Drilling a well is costly, risky and fraught with hazards for both man and machine. So why does most well behavior surveillance rely solely on historical data? Why not include a data driven approach that can also predict what might happen next?

One great example is wellbore breathing. Annular pressure exerted from circulating fluid during the drilling process, combined with the nature of the geology itself, causes the geology to breathe in fluids when the pumps are on. When circulation of fluids is halted during a connection, the geology “breathes” these fluids back to the surface. It’s fairly standard practice to monitor the flow of these fluids during connections so that the driller can easily differentiate between wellbore breathing and a possible well control situation.

Most examples of this service I have seen base the expected flow-back effect and resultant alarm limits purely around signatures previously witnessed during connections. There is an inherent risk of incorrectly placing the alarm limit: Do you base your analysis on what happened at the last connection?

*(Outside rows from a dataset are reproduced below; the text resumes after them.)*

//! Deterministic, single-threaded ability/effect/event runtime.
//!
//! A per-actor [`ability::AbilitySet`] combines a layered [`attribute::AttributeStore`],
//! a three-class [`tags::TagBag`], and a list of granted [`ability::Ability`]s built from
//! a closed component catalog plus a host-extensible tail. A shared
//! [`event::EventPipeline`] runs pre-phase interception before events are delivered
//! post-phase to every actor's components. Abilities may instantiate
//! [`timeline::TimelineAsset`] playbacks that fire tagged actions as they tick.

pub mod ability;
pub mod arena;
pub mod attribute;
pub mod config;
pub mod error;
pub mod event;
pub mod host;
pub mod ids;
pub mod registry;
pub mod rng;
pub mod tags;
pub mod timeline;

pub use ability::{Ability, AbilityConfig, AbilitySet, Component};
pub use attribute::AttributeStore;
pub use config::{AttributeSchema, AttributeSpec, RuntimeConfig, TraceLevel};
pub use error::{PipelineError, RuntimeCallbackError, RuntimeError, UsageError};
pub use event::{EventCollector, EventPipeline, GameEvent};
pub use host::{GameplayState, Logger, TracingLogger};
pub use ids::{AbilityId, ActorId, ExecutionId, PreHandlerId};
pub use registry::TimelineRegistry;
pub use rng::DeterministicRng;
pub use tags::TagBag;
pub use timeline::{Action, ExecutionContext, ExecutionInstance, TimelineAsset};
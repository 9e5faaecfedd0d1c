//! Process-wide registry of `TimelineAsset`s (§6.1, §9 "process-wide
//! registry"). Modeled as an explicit configuration object built at host
//! init and passed into each `AbilitySet`, not as mutable module-level
//! state.

use std::collections::HashMap;

use crate::error::UsageError;
use crate::timeline::TimelineAsset;

#[derive(Default)]
pub struct TimelineRegistry {
    assets: HashMap<String, TimelineAsset>,
}

impl TimelineRegistry {
    pub fn new() -> Self {
        Self::default()
    }

    pub fn register(&mut self, asset: TimelineAsset) {
        self.assets.insert(asset.id.clone(), asset);
    }

    pub fn get(&self, id: &str) -> Option<&TimelineAsset> {
        self.assets.get(id)
    }

    pub fn contains(&self, id: &str) -> bool {
        self.assets.contains_key(id)
    }

    /// Loads every asset out of a RON document shaped as a list of
    /// `TimelineAsset` values, the format the host's data pipeline uses
    /// for hand-authored timeline data. Fails fast on malformed data
    /// (grant-time/load-time errors, never at tick-time).
    pub fn load_ron(&mut self, document: &str) -> Result<usize, UsageError> {
        let assets: Vec<TimelineAsset> = ron::from_str(document)
            .map_err(|err| UsageError::InvalidComponentConfig(format!("malformed timeline registry RON: {err}")))?;
        let count = assets.len();
        for asset in assets {
            self.register(asset);
        }
        Ok(count)
    }
}

#[cfg(test)]
mod tests {
    use super::*;

    #[test]
    fn register_then_get_round_trips() {
        let mut registry = TimelineRegistry::new();
        registry.register(TimelineAsset::new("slash", 1000).with_tag("hit", 600));
        assert!(registry.contains("slash"));
        assert_eq!(registry.get("slash").unwrap().total_duration_ms, 1000);
        assert!(registry.get("missing").is_none());
    }

    #[test]
    fn load_ron_registers_every_asset() {
        let mut registry = TimelineRegistry::new();
        let document = r#"
            [
                (id: "slash", total_duration_ms: 1000, tags: {"cast": 200, "hit": 600}),
                (id: "parry", total_duration_ms: 500, tags: {}),
            ]
        "#;
        let loaded = registry.load_ron(document).unwrap();
        assert_eq!(loaded, 2);
        assert_eq!(registry.get("slash").unwrap().tags.get("cast"), Some(&200));
        assert!(registry.contains("parry"));
    }

    #[test]
    fn load_ron_rejects_malformed_document() {
        let mut registry = TimelineRegistry::new();
        assert!(registry.load_ron("not valid ron").is_err());
    }
}
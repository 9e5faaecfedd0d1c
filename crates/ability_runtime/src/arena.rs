//! Generational arena used to store `Ability` records without cyclic
//! references: an `AbilitySet` owns the arena, components hold a
//! `(index, generation)` pair rather than an owning reference, and reach
//! back into it only through a context passed into each lifecycle hook.
//! See the "Cyclic references" design note.

#[derive(Clone, Copy, Debug, PartialEq, Eq, Hash)]
pub struct GenIndex {
    pub index: u32,
    pub generation: u32,
}

enum Slot<T> {
    Occupied { generation: u32, value: T },
    Vacant { generation: u32 },
}

pub struct Arena<T> {
    slots: Vec<Slot<T>>,
    free: Vec<u32>,
}

impl<T> Default for Arena<T> {
    fn default() -> Self {
        Self {
            slots: Vec::new(),
            free: Vec::new(),
        }
    }
}

impl<T> Arena<T> {
    pub fn new() -> Self {
        Self::default()
    }

    pub fn insert(&mut self, value: T) -> GenIndex {
        if let Some(index) = self.free.pop() {
            let slot = &mut self.slots[index as usize];
            let generation = match slot {
                Slot::Vacant { generation } => *generation,
                Slot::Occupied { .. } => unreachable!("free list pointed at occupied slot"),
            };
            *slot = Slot::Occupied { generation, value };
            GenIndex { index, generation }
        } else {
            let index = self.slots.len() as u32;
            self.slots.push(Slot::Occupied {
                generation: 0,
                value,
            });
            GenIndex {
                index,
                generation: 0,
            }
        }
    }

    pub fn remove(&mut self, id: GenIndex) -> Option<T> {
        let slot = self.slots.get_mut(id.index as usize)?;
        match slot {
            Slot::Occupied { generation, .. } if *generation == id.generation => {
                let next_generation = generation.wrapping_add(1);
                let Slot::Occupied { value, .. } = std::mem::replace(
                    slot,
                    Slot::Vacant {
                        generation: next_generation,
                    },
                ) else {
                    unreachable!()
                };
                self.free.push(id.index);
                Some(value)
            }
            _ => None,
        }
    }

    pub fn get(&self, id: GenIndex) -> Option<&T> {
        match self.slots.get(id.index as usize)? {
            Slot::Occupied { generation, value } if *generation == id.generation => Some(value),
            _ => None,
        }
    }

    pub fn get_mut(&mut self, id: GenIndex) -> Option<&mut T> {
        match self.slots.get_mut(id.index as usize)? {
            Slot::Occupied { generation, value } if *generation == id.generation => Some(value),
            _ => None,
        }
    }

    pub fn contains(&self, id: GenIndex) -> bool {
        self.get(id).is_some()
    }

    pub fn iter(&self) -> impl Iterator<Item = (GenIndex, &T)> {
        self.slots.iter().enumerate().filter_map(|(i, slot)| {
            if let Slot::Occupied { generation, value } = slot {
                Some((
                    GenIndex {
                        index: i as u32,
                        generation: *generation,
                    },
                    value,
                ))
            } else {
                None
            }
        })
    }

    pub fn iter_mut(&mut self) -> impl Iterator<Item = (GenIndex, &mut T)> {
        self.slots.iter_mut().enumerate().filter_map(|(i, slot)| {
            if let Slot::Occupied { generation, value } = slot {
                Some((
                    GenIndex {
                        index: i as u32,
                        generation: *generation,
                    },
                    value,
                ))
            } else {
                None
            }
        })
    }

    pub fn len(&self) -> usize {
        self.slots.len() - self.free.len()
    }

    pub fn is_empty(&self) -> bool {
        self.len() == 0
    }
}

#[cfg(test)]
mod tests {
    use super::*;

    #[test]
    fn reused_slot_gets_new_generation() {
        let mut arena = Arena::new();
        let a = arena.insert("a");
        arena.remove(a).unwrap();
        let b = arena.insert("b");
        assert_eq!(a.index, b.index);
        assert_ne!(a.generation, b.generation);
        assert!(arena.get(a).is_none());
        assert_eq!(arena.get(b), Some(&"b"));
    }

    #[test]
    fn iterates_only_occupied() {
        let mut arena = Arena::new();
        let a = arena.insert(1);
        let _b = arena.insert(2);
        arena.remove(a);
        let values: Vec<_> = arena.iter().map(|(_, v)| *v).collect();
        assert_eq!(values, vec![2]);
    }
}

Would it not be better to combine the historical data from connections with real-time data about flow rates and pressures during the last drilled stand? The combination of these two distinct data sets facilitates more accurate prediction of the flow-back expected at this connection.

A simple analytical model can be created that can do just that. Applying these predictive analytics enables you to rapidly predict the flow-back expected, and couple that prediction with confidence levels that provide a far more accurate surveillance tool than the traditional approach. These two charts make it clear: In the first, the manually placed alarm limit is set based on the signature the engineer expects for the next flow-back.

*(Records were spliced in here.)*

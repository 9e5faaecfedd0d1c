//! Ability and component model. §4.3, §4.4.
//!
//! The core component catalog is a closed sum type dispatched by a single
//! match in each lifecycle method (cheap, monomorphizable, hot path); a
//! `Custom` variant wraps a boxed trait object for host-defined components
//! (rare, cold, fine to pay dynamic dispatch for) — see the "Dynamic
//! dispatch" design note.

use std::collections::HashSet;

use crate::arena::{Arena, GenIndex};
use crate::attribute::{AttributeStore, ModifierId, ModifierOp, ModifierSpec};
use crate::config::{AttributeSchema, RuntimeConfig};
use crate::event::{EventCollector, EventFilter, EventPipeline, GameEvent, PreHandlerResult, PreHandlerSpec};
use crate::host::GameplayState;
use crate::ids::{AbilityId, ActorId, PreHandlerId};
use crate::registry::TimelineRegistry;
use crate::tags::TagBag;
use crate::timeline::{AbilityInfo, ExecutionInstance, ExecutionState, TagActions};

/// Everything a component lifecycle hook needs. Constructed fresh for
/// each call rather than stored on the component, so components never
/// hold a back-reference into their owning `AbilitySet` (the "cyclic
/// references" design note).
pub struct ComponentCtx<'a> {
    pub attributes: &'a mut AttributeStore,
    pub tags: &'a mut TagBag,
    pub pipeline: &'a mut EventPipeline,
    pub collector: &'a mut dyn EventCollector,
    pub gameplay_state: &'a dyn GameplayState,
    pub ability: AbilityInfo,
    pub activation_requests: &'a mut Vec<ActivationRequest>,
    pub config: std::rc::Rc<RuntimeConfig>,
}

/// Queued by `ActivateInstanceComponent::on_event`; drained by the owning
/// `Ability` into a freshly spawned `ExecutionInstance` after the full
/// post-phase component pass completes.
pub struct ActivationRequest {
    pub timeline_id: String,
    pub tag_actions: TagActions,
    pub targets: Vec<ActorId>,
    pub event_chain: Vec<GameEvent>,
    pub zero_offset_inclusive: bool,
}

/// A host-defined component. Default no-op bodies mean a host only
/// overrides the hooks it needs. Every hook is fallible: an `Err` is a
/// "RuntimeError inside a component callback" (§7) — caught by the
/// dispatcher, logged, and otherwise treated as that hook's no-op default.
/// It never aborts the tick and never forces the owning ability to expire.
pub trait CustomComponent {
    fn on_apply(&mut self, _ctx: &mut ComponentCtx) -> Result<(), String> {
        Ok(())
    }
    /// Returning `Ok(Some(reason))` requests that the owning ability expire.
    fn on_tick(&mut self, _dt_ms: i64, _ctx: &mut ComponentCtx) -> Result<Option<String>, String> {
        Ok(None)
    }
    /// Returns whether this component reacted to the event.
    fn on_event(&mut self, _event: &GameEvent, _ctx: &mut ComponentCtx) -> Result<bool, String> {
        Ok(false)
    }
    fn on_remove(&mut self, _ctx: &mut ComponentCtx) -> Result<(), String> {
        Ok(())
    }
    fn type_name(&self) -> &'static str;
}

pub struct TimeDurationComponent {
    pub duration_ms: i64,
    elapsed_ms: i64,
}

impl TimeDurationComponent {
    pub fn new(duration_ms: i64) -> Self {
        Self {
            duration_ms,
            elapsed_ms: 0,
        }
    }
}

pub struct StatModifierComponent {
    pub attribute: String,
    pub operation: ModifierOp,
    pub value: f64,
    modifier_id: Option<ModifierId>,
}

impl StatModifierComponent {
    pub fn new(attribute: impl Into<String>, operation: ModifierOp, value: f64) -> Self {
        Self {
            attribute: attribute.into(),
            operation,
            value,
            modifier_id: None,
        }
    }
}

pub struct TagComponent {
    pub tags: Vec<String>,
}

impl TagComponent {
    pub fn new(tags: impl IntoIterator<Item = impl Into<String>>) -> Self {
        Self {
            tags: tags.into_iter().map(Into::into).collect(),
        }
    }
}

/// A reaction closure run when a `GameEventComponent`'s filter matches.
/// Returns whether the event was claimed.
pub type ReactionFn = Box<dyn FnMut(&GameEvent, &mut ComponentCtx) -> bool>;
//! Collaborator-facing interfaces the host implements (§6.2).

use crate::ids::ActorId;

/// Opaque to the core; queried by actions and pre-handler filters. The
/// core never holds a `&dyn GameplayState` across a mutable borrow of its
/// own actor state — it is handed in per call.
pub trait GameplayState {
    fn logic_time(&self) -> i64;
    fn alive_actors(&self) -> Vec<ActorId>;
    fn actor_exists(&self, id: &ActorId) -> bool;
}

/// `debug/info/warn/error` with a category tag (§6.2). The crate logs
/// through `tracing` internally; this trait exists for hosts that want to
/// route the same events into their own trace sink instead of (or in
/// addition to) a `tracing` subscriber.
pub trait Logger {
    fn debug(&self, category: &str, message: &str);
    fn info(&self, category: &str, message: &str);
    fn warn(&self, category: &str, message: &str);
    fn error(&self, category: &str, message: &str);
}

/// `Logger` that forwards to `tracing`, used when a host has no bespoke
/// trace sink of its own.
pub struct TracingLogger;

impl Logger for TracingLogger {
    fn debug(&self, category: &str, message: &str) {
        tracing::debug!(target: "ability_runtime", category, message);
    }
    fn info(&self, category: &str, message: &str) {
        tracing::info!(target: "ability_runtime", category, message);
    }
    fn warn(&self, category: &str, message: &str) {
        tracing::warn!(target: "ability_runtime", category, message);
    }
    fn error(&self, category: &str, message: &str) {
        tracing::error!(target: "ability_runtime", category, message);
    }
}
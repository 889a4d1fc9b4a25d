//! Core building blocks shared by the filter.
//!
//! ```text
//! core/
//! ├── bitvec.rs    - Fixed-size bit vector
//! ├── params.rs    - Parameter calculations
//! └── mod.rs       - This file
//! ```
//!
//! Both modules are leaves: they depend only on [`crate::error`].

pub mod bitvec;
pub mod params;

pub use bitvec::BitVec;
pub use params::{derive, FilterParams};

In the second chart where we predict the flow-back based on both historical flow-back events and real-time data measured while drilling the previous stand. In this case, we see a much lower band for flow back. This allows us to identify potential well control issues much earlier, and with much more confidence.

By using predictive techniques, you can derive a much clearer picture of what to expect from the well each time you switch the pumps off. This is only one of many ways that predictive analytics can improve surveillance of critical well situations. This simple example may spark your own ideas about innovative uses of advanced analytics across the range of possible drilling applications.